Georgia State and federal officials have formed partnerships with nonprofit organizations like the Urban League of Greater Atlanta to address this critical issue through programs that help to reduce recidivism. In other words, these partnerships are designed to give men and women a second chance – without which they may have little opportunity to get on the path toward productive lives for themselves, their families and their communities.

One of the ULGA’s signature reentry programs, Training to Work 2, has already shown significant results. The program, funded by the US Department of Labor, helps participants receive vocational education training and credentials that lead to sustainable employment in high-demand fields with lots opportunity for employment. These include jobs such as electrical wiring, forklift operations, construction manager and laborer, administration support, culinary safety and sanitation, as a variety of positions in hotels and hospitality. Participants have to be 18 years or older and returning to live in Fulton, DeKalb, Clayton or Cobb counties.

[pullquote align=”left”]IMG_0672ULGA Workforce Development case managers Samuel Fair and Ebony White stand on either side of Dr. Bernice King. The League partners with Dr. King on a major nonviolence initiative.[/pullquote]

Savalas Banner represents the kind of person who found his way through Training to Work 2. Banner’s life got off to a rocky start in childhood when his father died. At 21, Banner was sentenced to 18 years in federal prison, and his mother died while he was incarcerated. Originally from Florida, Banner did not want to return to his home state because he feared ending up with the wrong crowd again. With assistance from a ULGA case manager, Banner found a transitional housing program in Atlanta and employment in the construction field.

Angela Marshall, director of the Training to Work 2 program, said Banner was “determined not to fail. He made a commitment to change his life and to make his second chance opportunity a successful reality, like others in the program.”

Marshall said the students struggle to balance the need to earn an income with their desire for education and training.

“They want and need a job, but they are willing to use education as a stepping stone in trying to better themselves by getting credentials that can lead to a higher salary and stability.

“We offer modest stipends and incentives, and we need others to get involved. We encourage our supporters to help us through donations of cash and in-kind items such as clothing, hygiene kits and mentoring. Together, we can give our brothers and sisters a chance to become the contributors that they want to be to our society. All they ask is a second chance.”
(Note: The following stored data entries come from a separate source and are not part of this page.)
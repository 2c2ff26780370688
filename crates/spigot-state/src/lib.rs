//! Spigot State - Extraction state and catalog persistence
//!
//! Shapes for per-stream extraction state and run summaries, plus the
//! file-backed store that persists them between runs.

pub mod schema;
pub mod store;

pub use schema::{RunStatus, RunSummary, StateDocument, StreamState, StreamStatus};
pub use store::{load_catalog, save_catalog, RunStore};
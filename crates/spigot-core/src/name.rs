//! Qualified table names and the naming convention of the embedded engine.
//!
//! A fully-qualified name has up to three dot-separated parts:
//! `database.schema.table`. Absent parts are represented as `None`, never
//! as an empty string.
//!
//! The resolver carries one engine-specific convention: the embedded
//! engine addresses everything within a single database file, so whenever
//! a schema is present the parsed schema component comes back prefixed
//! with the configured database name (`"{database}.{schema}"`). Callers
//! must not assume the returned schema string is the literal schema name;
//! [`NameResolver::physical_schema`] recovers the literal name for SQL
//! emission. Targeting a different engine means constructing a resolver
//! with a different convention, not changing callers.

use serde::{Deserialize, Serialize};

use crate::error::SourceError;

/// Separator between qualified-name parts.
pub const SEPARATOR: char = '.';

/// A parsed table identifier. `schema`, when present, is always
/// database-qualified per the resolver's convention.
#[derive(Debug, Clone, PartialEq, Eq, Serialize, Deserialize)]
pub struct QualifiedName {
    pub database: Option<String>,
    pub schema: Option<String>,
    pub table: String,
}

/// Parses and formats qualified names for one configured database.
#[derive(Debug, Clone)]
pub struct NameResolver {
    database: String,
}

impl NameResolver {
    pub fn new(database: impl Into<String>) -> Self {
        Self {
            database: database.into(),
        }
    }

    pub fn database(&self) -> &str {
        &self.database
    }

    /// Prefix a literal schema name with the configured database.
    pub fn qualify_schema(&self, schema: &str) -> String {
        format!("{}{}{}", self.database, SEPARATOR, schema)
    }

    /// Recover the literal engine schema name from a qualified schema.
    pub fn physical_schema<'a>(&self, schema: &'a str) -> &'a str {
        schema
            .strip_prefix(self.database.as_str())
            .and_then(|rest| rest.strip_prefix(SEPARATOR))
            .unwrap_or(schema)
    }

    /// Parse a dot-separated name into its parts.
    ///
    /// 1 part is a bare table, 2 parts `(schema, table)`, 3 parts
    /// `(database, schema, table)`. More than 3 parts or an empty part is
    /// an [`SourceError::InvalidName`].
    pub fn parse(&self, full_name: &str) -> Result<QualifiedName, SourceError> {
        let parts: Vec<&str> = full_name.split(SEPARATOR).collect();
        for part in &parts {
            if part.is_empty() {
                return Err(SourceError::invalid_name(full_name, "empty name component"));
            }
        }
        match parts.as_slice() {
            [table] => Ok(QualifiedName {
                database: None,
                schema: None,
                table: (*table).to_string(),
            }),
            [schema, table] => Ok(QualifiedName {
                database: None,
                schema: Some(self.qualify_schema(schema)),
                table: (*table).to_string(),
            }),
            [database, schema, table] => Ok(QualifiedName {
                database: Some((*database).to_string()),
                schema: Some(self.qualify_schema(schema)),
                table: (*table).to_string(),
            }),
            _ => Err(SourceError::invalid_name(
                full_name,
                format!("expected at most 3 parts, got {}", parts.len()),
            )),
        }
    }

    /// Join the present parts back into a dot-separated name.
    ///
    /// The database qualification applied by [`NameResolver::parse`] is
    /// stripped from the schema component, so `format` inverts `parse`:
    /// `parse(format(q)) == q` for any parsed name, and
    /// `format(parse(s)) == s` for any well-formed input string.
    pub fn format(&self, name: &QualifiedName) -> String {
        let mut parts: Vec<&str> = Vec::with_capacity(3);
        if let Some(database) = &name.database {
            parts.push(database);
        }
        if let Some(schema) = &name.schema {
            parts.push(self.physical_schema(schema));
        }
        parts.push(&name.table);
        parts.join(&SEPARATOR.to_string())
    }
}

/// Check that a raw name component is usable in a qualified name.
pub fn validate_component(component: &str) -> Result<(), SourceError> {
    if component.is_empty() {
        return Err(SourceError::invalid_name(component, "empty name component"));
    }
    if component.contains(SEPARATOR) {
        return Err(SourceError::invalid_name(
            component,
            "name component contains the separator",
        ));
    }
    Ok(())
}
The Training to Work 2 program closed out the month of March with 49 students in various stages of education, training and job placement and 22 in the pipeline to enter the program that has the following modules:

 

  1. New Beginnings (reentry 101): Includes training in anger management, communications, and conflict resolution strategies.
  2. Computer Training
  3. Think Up: Includes assessment for work, and job and career exploration.
  4. Step Up to Work: Includes mock interviewing, stress management, problem solving, time management, decision making, job readiness and managing workday communications.
  5. Martin Luther King Center’s Embracing Nonviolence 365: Teaches how to make nonviolence a lifestyle, leading to restorative justice.
  6. Introduction to family reunification.
  7. Chronic care: Includes disease management (for people with illnesses such as high blood pressure, back aches, cholesterol, etc.)
  8. COMPASS exam prep: Readiness for the vocational college entrance exam or GED pre on an accelerated opportunity track.